§ **Your goal**
Each line in the records below, from the one that contains "the current connection state" to the one that contains "async fn write(&mut", should be reproduced exactly, the first and last included.

§ **Data in this exercise**
######

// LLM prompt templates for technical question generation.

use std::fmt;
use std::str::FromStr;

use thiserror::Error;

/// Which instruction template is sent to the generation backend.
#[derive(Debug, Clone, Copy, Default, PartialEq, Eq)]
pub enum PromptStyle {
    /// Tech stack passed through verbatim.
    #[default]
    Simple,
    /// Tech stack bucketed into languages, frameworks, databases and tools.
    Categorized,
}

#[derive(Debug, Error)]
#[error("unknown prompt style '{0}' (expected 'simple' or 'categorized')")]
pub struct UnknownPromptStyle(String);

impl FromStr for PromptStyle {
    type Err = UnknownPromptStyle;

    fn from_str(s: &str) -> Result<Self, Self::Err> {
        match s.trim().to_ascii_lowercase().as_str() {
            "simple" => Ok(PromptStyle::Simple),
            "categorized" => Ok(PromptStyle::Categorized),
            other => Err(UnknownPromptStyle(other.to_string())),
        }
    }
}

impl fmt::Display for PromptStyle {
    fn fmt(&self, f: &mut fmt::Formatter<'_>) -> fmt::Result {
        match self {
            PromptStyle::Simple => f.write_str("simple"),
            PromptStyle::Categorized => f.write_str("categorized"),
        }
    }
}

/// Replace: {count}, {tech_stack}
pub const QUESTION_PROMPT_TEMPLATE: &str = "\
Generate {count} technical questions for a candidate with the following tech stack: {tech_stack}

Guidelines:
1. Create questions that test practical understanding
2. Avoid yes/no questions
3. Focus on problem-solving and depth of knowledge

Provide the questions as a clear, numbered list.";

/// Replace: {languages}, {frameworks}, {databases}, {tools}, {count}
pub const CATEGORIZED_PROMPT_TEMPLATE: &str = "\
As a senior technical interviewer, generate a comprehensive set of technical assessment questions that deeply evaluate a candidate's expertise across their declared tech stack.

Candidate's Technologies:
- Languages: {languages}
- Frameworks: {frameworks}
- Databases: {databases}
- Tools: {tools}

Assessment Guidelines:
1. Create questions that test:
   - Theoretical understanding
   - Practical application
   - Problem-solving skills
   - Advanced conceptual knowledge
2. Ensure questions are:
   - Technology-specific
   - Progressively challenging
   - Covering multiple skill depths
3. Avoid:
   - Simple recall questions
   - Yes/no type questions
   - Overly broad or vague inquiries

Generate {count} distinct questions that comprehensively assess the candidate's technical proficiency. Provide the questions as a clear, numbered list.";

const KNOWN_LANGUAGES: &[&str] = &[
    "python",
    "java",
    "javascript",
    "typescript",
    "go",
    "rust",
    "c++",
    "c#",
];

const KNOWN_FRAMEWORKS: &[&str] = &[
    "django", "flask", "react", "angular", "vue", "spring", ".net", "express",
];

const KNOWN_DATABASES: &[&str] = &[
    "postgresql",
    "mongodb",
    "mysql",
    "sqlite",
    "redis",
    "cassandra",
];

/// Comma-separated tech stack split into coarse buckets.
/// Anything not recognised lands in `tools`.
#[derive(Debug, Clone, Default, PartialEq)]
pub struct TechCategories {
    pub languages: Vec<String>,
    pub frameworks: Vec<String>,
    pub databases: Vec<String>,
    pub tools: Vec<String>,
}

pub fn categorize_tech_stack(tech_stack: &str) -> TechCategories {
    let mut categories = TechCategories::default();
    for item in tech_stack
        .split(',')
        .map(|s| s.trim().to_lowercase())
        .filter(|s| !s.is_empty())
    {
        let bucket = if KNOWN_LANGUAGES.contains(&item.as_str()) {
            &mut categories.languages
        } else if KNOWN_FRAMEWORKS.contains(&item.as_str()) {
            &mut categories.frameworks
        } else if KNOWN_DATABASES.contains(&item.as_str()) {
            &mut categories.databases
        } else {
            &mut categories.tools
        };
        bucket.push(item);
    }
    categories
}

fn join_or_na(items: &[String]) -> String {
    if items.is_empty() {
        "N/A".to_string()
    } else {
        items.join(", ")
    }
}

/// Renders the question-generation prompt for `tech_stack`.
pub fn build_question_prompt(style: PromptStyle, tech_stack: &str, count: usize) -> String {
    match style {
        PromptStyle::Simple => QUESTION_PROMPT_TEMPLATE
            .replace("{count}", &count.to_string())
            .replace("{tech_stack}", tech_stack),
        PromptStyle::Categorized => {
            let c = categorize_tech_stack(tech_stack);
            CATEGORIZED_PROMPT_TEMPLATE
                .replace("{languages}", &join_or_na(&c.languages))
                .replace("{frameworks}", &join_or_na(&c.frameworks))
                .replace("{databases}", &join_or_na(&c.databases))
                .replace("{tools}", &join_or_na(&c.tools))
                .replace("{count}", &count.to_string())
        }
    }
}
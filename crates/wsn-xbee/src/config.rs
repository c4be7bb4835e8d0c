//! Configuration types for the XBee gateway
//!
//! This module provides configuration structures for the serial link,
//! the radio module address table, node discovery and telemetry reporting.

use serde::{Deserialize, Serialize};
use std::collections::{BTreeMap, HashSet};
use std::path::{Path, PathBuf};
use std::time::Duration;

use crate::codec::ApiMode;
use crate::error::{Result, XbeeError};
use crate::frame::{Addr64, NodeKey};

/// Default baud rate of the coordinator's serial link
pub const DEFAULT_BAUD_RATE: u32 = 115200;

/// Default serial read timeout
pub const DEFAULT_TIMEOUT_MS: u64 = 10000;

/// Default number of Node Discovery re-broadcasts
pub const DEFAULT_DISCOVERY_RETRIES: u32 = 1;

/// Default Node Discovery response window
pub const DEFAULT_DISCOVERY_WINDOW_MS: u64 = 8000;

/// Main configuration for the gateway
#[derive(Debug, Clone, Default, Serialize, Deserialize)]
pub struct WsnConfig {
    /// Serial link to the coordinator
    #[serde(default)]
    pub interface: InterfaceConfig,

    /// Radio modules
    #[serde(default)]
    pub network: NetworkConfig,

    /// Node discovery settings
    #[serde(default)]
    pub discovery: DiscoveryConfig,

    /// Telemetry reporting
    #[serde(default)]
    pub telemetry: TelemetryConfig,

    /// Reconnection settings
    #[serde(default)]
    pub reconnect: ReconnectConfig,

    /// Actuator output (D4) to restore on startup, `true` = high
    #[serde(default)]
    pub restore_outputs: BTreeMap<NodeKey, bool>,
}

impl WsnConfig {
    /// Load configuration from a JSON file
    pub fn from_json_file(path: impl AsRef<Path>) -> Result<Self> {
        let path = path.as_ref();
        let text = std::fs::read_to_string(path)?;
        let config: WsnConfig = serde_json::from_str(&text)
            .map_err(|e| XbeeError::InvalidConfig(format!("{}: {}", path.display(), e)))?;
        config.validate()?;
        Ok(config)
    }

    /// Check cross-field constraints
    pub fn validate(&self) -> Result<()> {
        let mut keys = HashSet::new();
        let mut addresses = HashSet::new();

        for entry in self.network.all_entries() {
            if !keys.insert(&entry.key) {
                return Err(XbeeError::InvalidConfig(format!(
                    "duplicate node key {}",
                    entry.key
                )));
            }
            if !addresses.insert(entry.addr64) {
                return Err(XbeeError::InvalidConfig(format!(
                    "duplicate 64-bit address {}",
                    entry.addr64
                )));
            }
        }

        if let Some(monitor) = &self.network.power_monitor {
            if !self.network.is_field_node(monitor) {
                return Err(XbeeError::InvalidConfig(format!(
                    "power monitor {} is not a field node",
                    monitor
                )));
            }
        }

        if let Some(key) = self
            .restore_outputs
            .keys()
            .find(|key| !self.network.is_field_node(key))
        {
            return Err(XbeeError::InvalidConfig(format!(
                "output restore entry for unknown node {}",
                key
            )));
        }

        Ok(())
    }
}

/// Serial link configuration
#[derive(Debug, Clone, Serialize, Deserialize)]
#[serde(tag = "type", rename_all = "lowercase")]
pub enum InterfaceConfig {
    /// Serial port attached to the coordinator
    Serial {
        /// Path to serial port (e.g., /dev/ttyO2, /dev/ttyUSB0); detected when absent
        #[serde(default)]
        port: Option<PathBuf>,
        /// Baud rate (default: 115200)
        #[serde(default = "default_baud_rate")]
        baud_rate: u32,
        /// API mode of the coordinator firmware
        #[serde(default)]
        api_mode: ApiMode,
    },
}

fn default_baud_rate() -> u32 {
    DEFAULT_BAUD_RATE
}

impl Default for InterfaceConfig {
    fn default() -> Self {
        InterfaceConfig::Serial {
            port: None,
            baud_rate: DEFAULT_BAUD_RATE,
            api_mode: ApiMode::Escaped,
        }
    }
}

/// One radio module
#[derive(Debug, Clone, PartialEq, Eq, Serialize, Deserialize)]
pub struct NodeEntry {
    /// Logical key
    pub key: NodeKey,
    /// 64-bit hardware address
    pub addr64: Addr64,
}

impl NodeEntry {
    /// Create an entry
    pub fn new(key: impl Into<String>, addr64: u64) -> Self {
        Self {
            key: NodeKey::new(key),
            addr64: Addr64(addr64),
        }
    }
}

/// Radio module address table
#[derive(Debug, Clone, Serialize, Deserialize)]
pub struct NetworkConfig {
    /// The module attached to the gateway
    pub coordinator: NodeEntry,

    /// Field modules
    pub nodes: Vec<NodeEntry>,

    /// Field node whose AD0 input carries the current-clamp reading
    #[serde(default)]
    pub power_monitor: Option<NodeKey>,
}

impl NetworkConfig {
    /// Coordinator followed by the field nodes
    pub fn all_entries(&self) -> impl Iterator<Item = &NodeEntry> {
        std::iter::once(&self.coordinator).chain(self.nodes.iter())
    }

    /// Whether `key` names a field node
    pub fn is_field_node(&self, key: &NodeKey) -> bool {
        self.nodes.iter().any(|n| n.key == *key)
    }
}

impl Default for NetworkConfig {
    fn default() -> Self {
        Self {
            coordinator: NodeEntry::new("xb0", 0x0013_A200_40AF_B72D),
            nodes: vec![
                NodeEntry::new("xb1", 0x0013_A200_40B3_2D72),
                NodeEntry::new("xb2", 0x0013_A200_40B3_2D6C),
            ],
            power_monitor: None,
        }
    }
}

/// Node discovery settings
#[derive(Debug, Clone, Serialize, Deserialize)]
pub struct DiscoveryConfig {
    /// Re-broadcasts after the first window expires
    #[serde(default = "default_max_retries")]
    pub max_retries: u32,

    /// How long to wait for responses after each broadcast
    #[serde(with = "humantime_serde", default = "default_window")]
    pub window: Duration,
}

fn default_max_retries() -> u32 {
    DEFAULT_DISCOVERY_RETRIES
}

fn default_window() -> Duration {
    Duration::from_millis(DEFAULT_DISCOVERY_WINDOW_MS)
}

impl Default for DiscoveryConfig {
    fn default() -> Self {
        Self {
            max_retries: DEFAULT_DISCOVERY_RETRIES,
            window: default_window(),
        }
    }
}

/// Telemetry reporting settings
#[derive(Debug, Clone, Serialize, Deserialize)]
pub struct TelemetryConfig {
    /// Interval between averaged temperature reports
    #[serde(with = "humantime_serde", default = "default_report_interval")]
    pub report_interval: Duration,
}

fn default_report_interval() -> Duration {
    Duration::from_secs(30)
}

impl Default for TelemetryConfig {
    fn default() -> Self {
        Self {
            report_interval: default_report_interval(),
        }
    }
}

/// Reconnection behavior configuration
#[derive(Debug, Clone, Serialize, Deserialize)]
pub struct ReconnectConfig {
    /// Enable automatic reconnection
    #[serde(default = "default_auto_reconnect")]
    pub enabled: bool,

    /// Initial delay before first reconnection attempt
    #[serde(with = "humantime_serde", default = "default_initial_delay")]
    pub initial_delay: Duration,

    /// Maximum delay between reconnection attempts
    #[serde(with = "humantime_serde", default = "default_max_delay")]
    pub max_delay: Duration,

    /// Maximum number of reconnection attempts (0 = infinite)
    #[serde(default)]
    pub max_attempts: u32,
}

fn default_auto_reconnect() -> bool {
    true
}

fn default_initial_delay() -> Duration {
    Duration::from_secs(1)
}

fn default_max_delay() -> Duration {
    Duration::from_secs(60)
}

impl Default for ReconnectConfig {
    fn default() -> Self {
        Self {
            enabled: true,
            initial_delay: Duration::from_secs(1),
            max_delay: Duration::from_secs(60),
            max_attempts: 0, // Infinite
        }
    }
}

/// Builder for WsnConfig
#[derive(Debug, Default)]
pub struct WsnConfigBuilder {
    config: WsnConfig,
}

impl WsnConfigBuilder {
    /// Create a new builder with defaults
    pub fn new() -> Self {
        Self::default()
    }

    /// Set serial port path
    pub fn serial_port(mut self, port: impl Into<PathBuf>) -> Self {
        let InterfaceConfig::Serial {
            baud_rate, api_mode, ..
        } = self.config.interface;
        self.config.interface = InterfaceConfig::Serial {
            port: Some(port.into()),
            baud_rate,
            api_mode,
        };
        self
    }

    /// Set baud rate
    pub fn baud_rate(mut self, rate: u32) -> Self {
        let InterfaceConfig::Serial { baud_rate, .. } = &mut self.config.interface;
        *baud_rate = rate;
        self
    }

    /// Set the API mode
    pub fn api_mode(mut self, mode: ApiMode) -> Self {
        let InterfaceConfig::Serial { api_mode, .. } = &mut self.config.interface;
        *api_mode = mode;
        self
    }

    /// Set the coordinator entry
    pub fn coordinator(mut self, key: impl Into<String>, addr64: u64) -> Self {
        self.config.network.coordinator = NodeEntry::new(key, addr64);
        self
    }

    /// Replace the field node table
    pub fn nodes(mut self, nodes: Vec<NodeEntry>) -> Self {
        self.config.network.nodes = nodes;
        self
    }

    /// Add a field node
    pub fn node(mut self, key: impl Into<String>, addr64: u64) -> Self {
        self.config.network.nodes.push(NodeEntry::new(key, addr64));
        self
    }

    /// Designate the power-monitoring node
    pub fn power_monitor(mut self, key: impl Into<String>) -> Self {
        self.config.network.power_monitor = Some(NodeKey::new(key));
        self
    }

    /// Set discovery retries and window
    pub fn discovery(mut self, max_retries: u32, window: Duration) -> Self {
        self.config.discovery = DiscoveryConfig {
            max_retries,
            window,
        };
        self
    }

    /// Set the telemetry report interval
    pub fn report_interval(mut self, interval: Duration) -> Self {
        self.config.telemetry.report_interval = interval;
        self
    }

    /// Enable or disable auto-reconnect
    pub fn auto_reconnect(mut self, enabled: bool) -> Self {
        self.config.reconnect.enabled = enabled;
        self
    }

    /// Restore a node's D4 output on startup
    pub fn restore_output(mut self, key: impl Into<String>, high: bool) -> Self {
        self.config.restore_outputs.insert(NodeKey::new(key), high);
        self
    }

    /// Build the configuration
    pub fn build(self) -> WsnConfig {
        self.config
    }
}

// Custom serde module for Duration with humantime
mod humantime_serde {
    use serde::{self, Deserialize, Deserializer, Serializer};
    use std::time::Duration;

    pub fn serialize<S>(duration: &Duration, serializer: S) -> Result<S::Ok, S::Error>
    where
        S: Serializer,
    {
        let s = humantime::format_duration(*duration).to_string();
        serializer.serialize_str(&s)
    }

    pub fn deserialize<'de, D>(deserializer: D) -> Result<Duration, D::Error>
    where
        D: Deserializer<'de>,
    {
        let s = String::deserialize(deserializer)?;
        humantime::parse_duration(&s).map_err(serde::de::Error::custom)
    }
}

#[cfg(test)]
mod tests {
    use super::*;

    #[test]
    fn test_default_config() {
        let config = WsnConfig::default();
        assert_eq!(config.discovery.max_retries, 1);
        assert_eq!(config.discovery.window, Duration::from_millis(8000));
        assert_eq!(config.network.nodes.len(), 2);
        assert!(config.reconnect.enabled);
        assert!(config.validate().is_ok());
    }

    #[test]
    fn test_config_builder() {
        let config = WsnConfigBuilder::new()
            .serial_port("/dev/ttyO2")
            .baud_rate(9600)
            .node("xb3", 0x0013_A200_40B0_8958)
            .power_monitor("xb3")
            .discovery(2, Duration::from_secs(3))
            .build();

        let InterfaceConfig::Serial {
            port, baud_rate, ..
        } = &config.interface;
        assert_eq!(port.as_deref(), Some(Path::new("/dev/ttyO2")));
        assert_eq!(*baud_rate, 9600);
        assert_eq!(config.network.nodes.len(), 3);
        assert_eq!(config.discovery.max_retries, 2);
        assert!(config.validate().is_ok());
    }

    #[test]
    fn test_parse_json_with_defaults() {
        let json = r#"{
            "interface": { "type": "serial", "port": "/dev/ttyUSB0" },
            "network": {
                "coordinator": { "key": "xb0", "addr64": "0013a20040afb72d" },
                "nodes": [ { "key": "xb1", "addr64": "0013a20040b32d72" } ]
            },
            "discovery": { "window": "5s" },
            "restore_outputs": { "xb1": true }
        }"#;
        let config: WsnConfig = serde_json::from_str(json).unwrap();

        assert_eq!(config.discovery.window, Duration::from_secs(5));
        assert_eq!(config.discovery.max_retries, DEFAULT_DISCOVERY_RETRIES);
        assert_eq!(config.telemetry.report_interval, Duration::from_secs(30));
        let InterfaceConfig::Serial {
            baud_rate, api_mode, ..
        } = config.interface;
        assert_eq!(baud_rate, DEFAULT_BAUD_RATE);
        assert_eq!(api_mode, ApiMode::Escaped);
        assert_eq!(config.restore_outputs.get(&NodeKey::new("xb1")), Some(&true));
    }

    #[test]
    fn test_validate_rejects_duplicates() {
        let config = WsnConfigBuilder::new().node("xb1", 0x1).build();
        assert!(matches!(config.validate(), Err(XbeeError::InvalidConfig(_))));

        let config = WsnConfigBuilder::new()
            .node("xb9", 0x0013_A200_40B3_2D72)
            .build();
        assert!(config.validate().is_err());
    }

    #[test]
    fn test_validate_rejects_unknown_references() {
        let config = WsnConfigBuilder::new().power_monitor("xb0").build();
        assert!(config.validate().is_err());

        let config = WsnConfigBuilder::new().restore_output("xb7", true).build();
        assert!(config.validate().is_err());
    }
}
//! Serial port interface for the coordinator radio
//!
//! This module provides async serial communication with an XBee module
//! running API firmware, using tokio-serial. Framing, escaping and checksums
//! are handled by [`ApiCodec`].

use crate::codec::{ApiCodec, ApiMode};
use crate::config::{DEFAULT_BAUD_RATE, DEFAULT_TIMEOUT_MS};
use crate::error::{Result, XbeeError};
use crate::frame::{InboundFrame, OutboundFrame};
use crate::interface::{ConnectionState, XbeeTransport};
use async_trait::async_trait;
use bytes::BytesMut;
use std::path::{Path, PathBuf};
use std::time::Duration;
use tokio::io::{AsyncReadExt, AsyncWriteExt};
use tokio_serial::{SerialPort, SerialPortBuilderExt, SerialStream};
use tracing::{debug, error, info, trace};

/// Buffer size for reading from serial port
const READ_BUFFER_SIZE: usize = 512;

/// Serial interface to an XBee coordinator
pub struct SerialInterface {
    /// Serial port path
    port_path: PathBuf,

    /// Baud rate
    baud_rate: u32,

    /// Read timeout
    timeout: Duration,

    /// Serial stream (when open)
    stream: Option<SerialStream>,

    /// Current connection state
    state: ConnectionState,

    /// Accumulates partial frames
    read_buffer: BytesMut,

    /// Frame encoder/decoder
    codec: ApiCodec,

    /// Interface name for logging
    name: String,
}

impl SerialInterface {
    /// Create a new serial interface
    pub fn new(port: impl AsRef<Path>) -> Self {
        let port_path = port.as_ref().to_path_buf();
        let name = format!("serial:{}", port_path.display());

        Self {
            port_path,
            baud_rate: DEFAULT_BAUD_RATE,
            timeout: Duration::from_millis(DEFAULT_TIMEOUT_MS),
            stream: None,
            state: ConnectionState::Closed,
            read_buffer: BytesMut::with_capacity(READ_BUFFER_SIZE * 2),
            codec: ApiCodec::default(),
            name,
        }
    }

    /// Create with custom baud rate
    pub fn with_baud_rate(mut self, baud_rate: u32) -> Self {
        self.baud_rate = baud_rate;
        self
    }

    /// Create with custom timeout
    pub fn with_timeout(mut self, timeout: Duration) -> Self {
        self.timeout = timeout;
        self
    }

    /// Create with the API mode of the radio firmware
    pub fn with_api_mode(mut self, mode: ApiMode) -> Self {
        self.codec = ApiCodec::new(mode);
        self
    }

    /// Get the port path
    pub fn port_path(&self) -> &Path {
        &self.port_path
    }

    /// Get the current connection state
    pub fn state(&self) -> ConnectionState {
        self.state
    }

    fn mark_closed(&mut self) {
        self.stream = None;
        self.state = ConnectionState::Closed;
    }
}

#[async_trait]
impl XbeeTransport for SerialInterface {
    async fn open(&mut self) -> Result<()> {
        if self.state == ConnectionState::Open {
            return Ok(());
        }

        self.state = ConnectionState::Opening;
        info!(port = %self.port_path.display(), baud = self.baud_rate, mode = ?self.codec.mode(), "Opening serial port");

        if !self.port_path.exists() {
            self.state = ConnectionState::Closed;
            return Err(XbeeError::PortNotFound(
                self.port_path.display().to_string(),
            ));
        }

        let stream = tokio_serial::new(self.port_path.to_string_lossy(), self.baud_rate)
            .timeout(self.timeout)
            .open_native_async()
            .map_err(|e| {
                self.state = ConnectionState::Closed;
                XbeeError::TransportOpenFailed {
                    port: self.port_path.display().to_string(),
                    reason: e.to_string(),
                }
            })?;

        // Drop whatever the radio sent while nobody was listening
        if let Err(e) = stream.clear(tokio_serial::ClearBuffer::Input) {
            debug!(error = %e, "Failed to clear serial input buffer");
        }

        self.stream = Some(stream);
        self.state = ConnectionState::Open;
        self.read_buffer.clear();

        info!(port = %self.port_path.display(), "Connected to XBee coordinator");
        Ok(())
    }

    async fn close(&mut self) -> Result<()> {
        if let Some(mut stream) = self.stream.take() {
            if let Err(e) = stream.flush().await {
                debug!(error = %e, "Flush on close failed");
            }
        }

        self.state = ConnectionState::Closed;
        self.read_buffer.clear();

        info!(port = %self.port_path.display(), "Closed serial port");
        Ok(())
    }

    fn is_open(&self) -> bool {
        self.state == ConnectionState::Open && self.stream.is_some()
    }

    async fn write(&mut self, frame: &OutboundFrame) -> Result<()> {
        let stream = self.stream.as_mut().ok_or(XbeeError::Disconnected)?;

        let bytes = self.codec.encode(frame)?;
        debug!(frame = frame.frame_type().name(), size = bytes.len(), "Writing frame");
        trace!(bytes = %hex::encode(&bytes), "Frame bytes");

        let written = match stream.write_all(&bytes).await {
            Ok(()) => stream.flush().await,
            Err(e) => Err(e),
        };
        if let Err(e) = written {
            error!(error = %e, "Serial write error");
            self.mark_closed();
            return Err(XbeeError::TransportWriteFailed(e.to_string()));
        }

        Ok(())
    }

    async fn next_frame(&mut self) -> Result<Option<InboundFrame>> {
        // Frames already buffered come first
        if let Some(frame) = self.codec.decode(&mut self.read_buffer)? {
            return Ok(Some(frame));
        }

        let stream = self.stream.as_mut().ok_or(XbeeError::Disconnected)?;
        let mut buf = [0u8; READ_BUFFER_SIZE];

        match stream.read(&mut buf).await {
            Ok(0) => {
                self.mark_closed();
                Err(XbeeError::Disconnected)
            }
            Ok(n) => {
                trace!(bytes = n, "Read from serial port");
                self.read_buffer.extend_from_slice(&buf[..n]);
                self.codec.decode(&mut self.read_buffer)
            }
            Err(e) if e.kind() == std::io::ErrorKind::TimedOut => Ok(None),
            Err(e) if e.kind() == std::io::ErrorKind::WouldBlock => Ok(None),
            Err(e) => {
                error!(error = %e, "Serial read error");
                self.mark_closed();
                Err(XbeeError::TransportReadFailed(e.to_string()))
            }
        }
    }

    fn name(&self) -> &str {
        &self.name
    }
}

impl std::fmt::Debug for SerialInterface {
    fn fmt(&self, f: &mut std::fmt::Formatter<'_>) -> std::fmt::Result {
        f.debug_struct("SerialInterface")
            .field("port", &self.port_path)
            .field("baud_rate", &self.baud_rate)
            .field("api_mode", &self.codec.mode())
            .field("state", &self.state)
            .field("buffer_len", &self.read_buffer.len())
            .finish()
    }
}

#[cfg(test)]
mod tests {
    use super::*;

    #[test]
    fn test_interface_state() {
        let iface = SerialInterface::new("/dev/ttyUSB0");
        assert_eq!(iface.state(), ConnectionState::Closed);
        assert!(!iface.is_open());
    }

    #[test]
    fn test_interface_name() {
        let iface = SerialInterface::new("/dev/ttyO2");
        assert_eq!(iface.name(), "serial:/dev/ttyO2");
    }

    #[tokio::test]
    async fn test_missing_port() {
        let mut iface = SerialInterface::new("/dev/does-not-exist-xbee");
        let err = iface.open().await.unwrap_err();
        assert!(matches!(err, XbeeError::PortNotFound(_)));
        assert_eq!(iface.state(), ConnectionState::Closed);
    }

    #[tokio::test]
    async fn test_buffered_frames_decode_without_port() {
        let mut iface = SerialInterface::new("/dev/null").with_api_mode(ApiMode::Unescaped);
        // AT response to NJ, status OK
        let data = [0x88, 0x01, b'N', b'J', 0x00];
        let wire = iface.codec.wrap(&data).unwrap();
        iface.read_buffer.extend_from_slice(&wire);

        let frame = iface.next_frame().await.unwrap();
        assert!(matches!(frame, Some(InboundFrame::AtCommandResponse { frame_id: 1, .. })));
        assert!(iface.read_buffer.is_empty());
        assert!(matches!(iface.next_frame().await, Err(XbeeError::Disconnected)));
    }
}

######

§ **Exercise output**
    /// Get the current connection state
    pub fn state(&self) -> ConnectionState {
        self.state
    }

    fn mark_closed(&mut self) {
        self.stream = None;
        self.state = ConnectionState::Closed;
    }
}

#[async_trait]
impl XbeeTransport for SerialInterface {
    async fn open(&mut self) -> Result<()> {
        if self.state == ConnectionState::Open {
            return Ok(());
        }

        self.state = ConnectionState::Opening;
        info!(port = %self.port_path.display(), baud = self.baud_rate, mode = ?self.codec.mode(), "Opening serial port");

        if !self.port_path.exists() {
            self.state = ConnectionState::Closed;
            return Err(XbeeError::PortNotFound(
                self.port_path.display().to_string(),
            ));
        }

        let stream = tokio_serial::new(self.port_path.to_string_lossy(), self.baud_rate)
            .timeout(self.timeout)
            .open_native_async()
            .map_err(|e| {
                self.state = ConnectionState::Closed;
                XbeeError::TransportOpenFailed {
                    port: self.port_path.display().to_string(),
                    reason: e.to_string(),
                }
            })?;

        // Drop whatever the radio sent while nobody was listening
        if let Err(e) = stream.clear(tokio_serial::ClearBuffer::Input) {
            debug!(error = %e, "Failed to clear serial input buffer");
        }

        self.stream = Some(stream);
        self.state = ConnectionState::Open;
        self.read_buffer.clear();

        info!(port = %self.port_path.display(), "Connected to XBee coordinator");
        Ok(())
    }

    async fn close(&mut self) -> Result<()> {
        if let Some(mut stream) = self.stream.take() {
            if let Err(e) = stream.flush().await {
                debug!(error = %e, "Flush on close failed");
            }
        }

        self.state = ConnectionState::Closed;
        self.read_buffer.clear();

        info!(port = %self.port_path.display(), "Closed serial port");
        Ok(())
    }

    fn is_open(&self) -> bool {
        self.state == ConnectionState::Open && self.stream.is_some()
    }

    async fn write(&mut self, frame: &OutboundFrame) -> Result<()> {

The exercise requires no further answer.